El sentido común no puede faltar en estos casos. Si nuestro hijo no come equilibradamente porque siempre desea comer chocolate, esto no pasará si sencillamente no hay chocolate en casa o si se le da antes de comer. Si no se quiere poner la ropa por la mañana, quizá tendremos que planteárselo de otra manera, jugando, sin prisas, a su ritmo. A mí tampoco me gustaría que me sacasen de mi cama calentita y me metiesen prisas. Si un niño de menos de tres años no quiere compartir un juguete, no podemos pretender que lo entienda, porque como hemos comentado su desarrollo cerebral, aún incompleto, no le permite entender la noción de “otro” y mucho menos la de compartir. Lo que debería importarnos es que nuestro hijo se desarrolle de manera sana, no lo que piensen el resto de padres del parque. Si un niño tiene una rabieta en medio de un centro comercial, nos necesita igual que si la tiene en casa. No podemos estar pensando en que toda esa gente que no conocemos de nada nos mira y piensa que somos malos padres. Deberíamos poner una barrera para estar con nuestro hijo cuando lo necesita.
No hacen falta grandes traumas para que un niño se vea dañado.
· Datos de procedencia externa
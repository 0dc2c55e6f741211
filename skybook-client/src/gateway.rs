//! API gateway client
//!
//! Single HTTP client through which all REST traffic flows. Attaches the
//! bearer token from the session store on the way out and runs the
//! 401 refresh-and-retry-once cycle on the way back in.

use log::{debug, info, warn};
use reqwest::{Method, StatusCode};
use serde::de::DeserializeOwned;
use serde::{Deserialize, Serialize};
use skybook_core::{
    ErrorContext, SessionEvent, SessionStore, SkybookConfig, SkybookError, SkybookResult,
};
use std::sync::Arc;
use tokio::sync::broadcast;

/// Configuration for the API gateway
#[derive(Debug, Clone)]
pub struct GatewayConfig {
    /// Base URL for the REST API
    pub base_url: String,
    /// Request timeout in seconds
    pub timeout_seconds: u64,
    /// User agent string
    pub user_agent: String,
}

impl Default for GatewayConfig {
    fn default() -> Self {
        Self {
            base_url: "http://localhost:801/api/v1".to_string(),
            timeout_seconds: 30,
            user_agent: "skybook/1.0".to_string(),
        }
    }
}

impl GatewayConfig {
    /// Create a configuration for a specific base URL
    pub fn new<S: Into<String>>(base_url: S) -> Self {
        Self {
            base_url: base_url.into(),
            ..Default::default()
        }
    }

    /// Derive the gateway configuration from the application configuration
    pub fn from_config(config: &SkybookConfig) -> Self {
        Self {
            base_url: config.api.base_url.clone(),
            timeout_seconds: config.api.timeout_seconds,
            user_agent: config.api.user_agent.clone(),
        }
    }

    /// Set timeout
    pub fn with_timeout(mut self, timeout_seconds: u64) -> Self {
        self.timeout_seconds = timeout_seconds;
        self
    }
}

/// An outbound request waiting to be issued.
///
/// Carries the `retried` flag the response interception uses as its
/// idempotent guard: a request that has already been through one
/// refresh-and-retry cycle is never retried again.
#[derive(Debug, Clone)]
pub struct PendingRequest {
    pub method: Method,
    pub path: String,
    pub query: Vec<(String, String)>,
    pub body: Option<serde_json::Value>,
    pub retried: bool,
}

impl PendingRequest {
    /// Create a new request for a path relative to the gateway base URL
    pub fn new<S: Into<String>>(method: Method, path: S) -> Self {
        Self {
            method,
            path: path.into(),
            query: Vec::new(),
            body: None,
            retried: false,
        }
    }

    /// Attach query parameters
    pub fn with_query(mut self, query: Vec<(String, String)>) -> Self {
        self.query = query;
        self
    }

    /// Attach a JSON body
    pub fn with_json<B: Serialize>(mut self, body: &B) -> SkybookResult<Self> {
        self.body = Some(serde_json::to_value(body)?);
        Ok(self)
    }
}

/// Response payload of the token refresh endpoint
#[derive(Debug, Deserialize)]
struct RefreshResponse {
    access: String,
}

/// The API gateway client
pub struct ApiGateway {
    /// Client for all intercepted traffic
    client: reqwest::Client,
    /// Out-of-band client for the refresh call, never intercepted
    refresh_client: reqwest::Client,
    config: GatewayConfig,
    store: Arc<dyn SessionStore>,
    session_events: broadcast::Sender<SessionEvent>,
}

impl ApiGateway {
    /// Create a new gateway over the given session store
    pub fn new(config: GatewayConfig, store: Arc<dyn SessionStore>) -> SkybookResult<Self> {
        let client = create_http_client(&config)?;
        let refresh_client = create_http_client(&config)?;
        let (session_events, _) = broadcast::channel(16);

        info!("Created API gateway for {}", config.base_url);

        Ok(Self {
            client,
            refresh_client,
            config,
            store,
            session_events,
        })
    }

    /// Subscribe to session lifecycle events emitted by the interception
    /// (currently only `SessionEvent::Expired` after an irrecoverable
    /// refresh failure)
    pub fn subscribe_session_events(&self) -> broadcast::Receiver<SessionEvent> {
        self.session_events.subscribe()
    }

    /// The configured base URL
    pub fn base_url(&self) -> &str {
        &self.config.base_url
    }

    fn endpoint_url(&self, path: &str) -> String {
        format!(
            "{}/{}",
            self.config.base_url.trim_end_matches('/'),
            path.trim_start_matches('/')
        )
    }

    /// Issue the request once, attaching the current access token if present.
    /// Absence of a token sends the request unauthenticated.
    async fn send_once(&self, request: &PendingRequest) -> SkybookResult<reqwest::Response> {
        let url = self.endpoint_url(&request.path);
        debug!("{} {}", request.method, url);

        let mut builder = self.client.request(request.method.clone(), &url);

        if !request.query.is_empty() {
            builder = builder.query(&request.query);
        }

        if let Some(token) = self.store.access_token()? {
            builder = builder.bearer_auth(token);
        }

        if let Some(body) = &request.body {
            builder = builder.json(body);
        }

        builder.send().await.map_err(|e| SkybookError::Network {
            message: format!("Request to {} failed: {}", url, e),
            source: Some(Box::new(e)),
            context: ErrorContext::new("api_gateway").with_operation("send_once"),
        })
    }

    /// Send a request through the interception pipeline.
    ///
    /// Any response other than 401 is returned unchanged. A 401 on a request
    /// that has not been retried triggers exactly one refresh-and-retry
    /// cycle; the retry's result is returned as-is, even if it is another
    /// 401. An irrecoverable refresh failure clears the persisted session
    /// and broadcasts `SessionEvent::Expired`.
    pub async fn execute(&self, mut request: PendingRequest) -> SkybookResult<reqwest::Response> {
        let response = self.send_once(&request).await?;

        if response.status() != StatusCode::UNAUTHORIZED || request.retried {
            return Ok(response);
        }

        request.retried = true;

        let refresh_token = match self.store.refresh_token()? {
            Some(token) => token,
            None => {
                debug!(
                    "401 on {} {} without a refresh token on record, propagating",
                    request.method, request.path
                );
                return Ok(response);
            }
        };

        match self.refresh_access_token(&refresh_token).await {
            Ok(access) => {
                self.store.replace_access_token(&access)?;
                info!(
                    "Access token refreshed, retrying {} {}",
                    request.method, request.path
                );
                // The retry re-reads the store, so it picks up the token that
                // was just persisted
                self.send_once(&request).await
            }
            Err(e) => {
                warn!("Token refresh failed, terminating session: {}", e);
                self.store.clear()?;
                let _ = self.session_events.send(SessionEvent::Expired);
                Err(SkybookError::Authentication {
                    message: "Session expired and could not be refreshed".to_string(),
                    context: ErrorContext::new("api_gateway")
                        .with_operation("refresh_and_retry")
                        .with_suggestion("Log in again"),
                })
            }
        }
    }

    /// Exchange the refresh token for a new access token.
    ///
    /// Goes through the out-of-band client so the call itself is never
    /// intercepted.
    async fn refresh_access_token(&self, refresh_token: &str) -> SkybookResult<String> {
        let url = self.endpoint_url("auth/refresh");

        let response = self
            .refresh_client
            .post(&url)
            .json(&serde_json::json!({ "refresh": refresh_token }))
            .send()
            .await
            .map_err(|e| SkybookError::Network {
                message: format!("Refresh request failed: {}", e),
                source: Some(Box::new(e)),
                context: ErrorContext::new("api_gateway").with_operation("refresh_access_token"),
            })?;

        if !response.status().is_success() {
            return Err(handle_response_error(response, "refresh_access_token").await);
        }

        let body: RefreshResponse =
            response.json().await.map_err(|e| SkybookError::Api {
                message: format!("Failed to parse refresh response: {}", e),
                status: None,
                source: Some(Box::new(e)),
                context: ErrorContext::new("api_gateway").with_operation("refresh_access_token"),
            })?;

        Ok(body.access)
    }

    // Typed conveniences used by the endpoint clients. All of them go
    // through `execute`, so all of them inherit the interception.

    /// GET a JSON resource
    pub async fn get_json<T: DeserializeOwned>(&self, path: &str) -> SkybookResult<T> {
        let response = self.execute(PendingRequest::new(Method::GET, path)).await?;
        into_json(response, path).await
    }

    /// GET a JSON resource with query parameters
    pub async fn get_json_with_query<T: DeserializeOwned>(
        &self,
        path: &str,
        query: Vec<(String, String)>,
    ) -> SkybookResult<T> {
        let response = self
            .execute(PendingRequest::new(Method::GET, path).with_query(query))
            .await?;
        into_json(response, path).await
    }

    /// POST a JSON body and decode the JSON response
    pub async fn post_json<T: DeserializeOwned, B: Serialize>(
        &self,
        path: &str,
        body: &B,
    ) -> SkybookResult<T> {
        let response = self
            .execute(PendingRequest::new(Method::POST, path).with_json(body)?)
            .await?;
        into_json(response, path).await
    }

    /// PUT a JSON body and decode the JSON response
    pub async fn put_json<T: DeserializeOwned, B: Serialize>(
        &self,
        path: &str,
        body: &B,
    ) -> SkybookResult<T> {
        let response = self
            .execute(PendingRequest::new(Method::PUT, path).with_json(body)?)
            .await?;
        into_json(response, path).await
    }

    /// PATCH a JSON body and decode the JSON response
    pub async fn patch_json<T: DeserializeOwned, B: Serialize>(
        &self,
        path: &str,
        body: &B,
    ) -> SkybookResult<T> {
        let response = self
            .execute(PendingRequest::new(Method::PATCH, path).with_json(body)?)
            .await?;
        into_json(response, path).await
    }

    /// PATCH without a body and decode the JSON response
    pub async fn patch_empty<T: DeserializeOwned>(&self, path: &str) -> SkybookResult<T> {
        let response = self
            .execute(PendingRequest::new(Method::PATCH, path))
            .await?;
        into_json(response, path).await
    }

    /// DELETE a resource, discarding any response body
    pub async fn delete(&self, path: &str) -> SkybookResult<()> {
        let response = self
            .execute(PendingRequest::new(Method::DELETE, path))
            .await?;

        if !response.status().is_success() {
            return Err(handle_response_error(response, path).await);
        }

        Ok(())
    }
}

/// Helper function to create an HTTP client with common configuration
pub(crate) fn create_http_client(config: &GatewayConfig) -> SkybookResult<reqwest::Client> {
    let mut headers = reqwest::header::HeaderMap::new();

    headers.insert(
        reqwest::header::USER_AGENT,
        reqwest::header::HeaderValue::from_str(&config.user_agent).map_err(|e| {
            SkybookError::Config {
                message: format!("Invalid user agent: {}", e),
                source: Some(Box::new(e)),
                context: ErrorContext::new("http_client").with_operation("create_client"),
            }
        })?,
    );

    let client = reqwest::Client::builder()
        .timeout(std::time::Duration::from_secs(config.timeout_seconds))
        .default_headers(headers)
        .build()
        .map_err(|e| SkybookError::Internal {
            message: format!("Failed to create HTTP client: {}", e),
            source: Some(Box::new(e)),
            context: ErrorContext::new("http_client").with_operation("create_client"),
        })?;

    Ok(client)
}

/// Decode a response body, converting non-success statuses into API errors
pub(crate) async fn into_json<T: DeserializeOwned>(
    response: reqwest::Response,
    operation: &str,
) -> SkybookResult<T> {
    if !response.status().is_success() {
        return Err(handle_response_error(response, operation).await);
    }

    response.json().await.map_err(|e| SkybookError::Api {
        message: format!("Failed to parse response body: {}", e),
        status: None,
        source: Some(Box::new(e)),
        context: ErrorContext::new("api_gateway").with_operation(operation),
    })
}

/// Helper function to convert a failed HTTP response into an error
pub(crate) async fn handle_response_error(
    response: reqwest::Response,
    operation: &str,
) -> SkybookError {
    let status = response.status();
    let url = response.url().clone();

    let error_body = response.text().await.unwrap_or_default();

    SkybookError::Api {
        message: format!(
            "HTTP {} error for {}: {}",
            status.as_u16(),
            url,
            if error_body.is_empty() {
                status.canonical_reason().unwrap_or("Unknown error")
            } else {
                &error_body
            }
        ),
        status: Some(status.as_u16()),
        source: None,
        context: ErrorContext::new("api_gateway")
            .with_operation(operation)
            .with_suggestion(match status.as_u16() {
                401 => "Check your credentials or log in again",
                403 => "Check your role permissions",
                404 => "Resource not found or not accessible",
                _ => "Check network connectivity and API status",
            }),
    }
}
En la mayoría de los casos, el mayor daño se produce con el goteo cotidiano de represión, de maltrato sutil, de lo que percibimos como “normal” porque es lo que siempre hemos vivido, de lo que luego justificamos de adultos con un “a mí no me pasó nada”, negando una realidad porque no la percibimos como tal. Pero luego reproducimos el mismo patrón con nuestros hijos. O vivimos desde la ansiedad, la tristeza o el miedo, y lo somatizamos con enfermedades de todo tipo. Buscamos incesantemente esa felicidad inalcanzable sin poder llenar con nada ese vacío gestado en los primeros años de nuestra vida, ese vacío de amor y presencia de nuestros padres en el que solo hay culpa, rabia y miedo. Buscamos llenarlo con alcohol, tabaco, drogas, pertenencia a sectas o grupos específicos, consumismo desenfrenado o la aprobación de los demás, nuestros eternos padres.
En resumen, debemos adecuarnos a lo que entiende y pretende el niño en la etapa en la que se encuentra y pensar en ellos y no en lo que juzgue la sociedad, ya que tenemos una gran responsabilidad que va más allá de nuestros hijos. Es el cambio necesario en el mundo.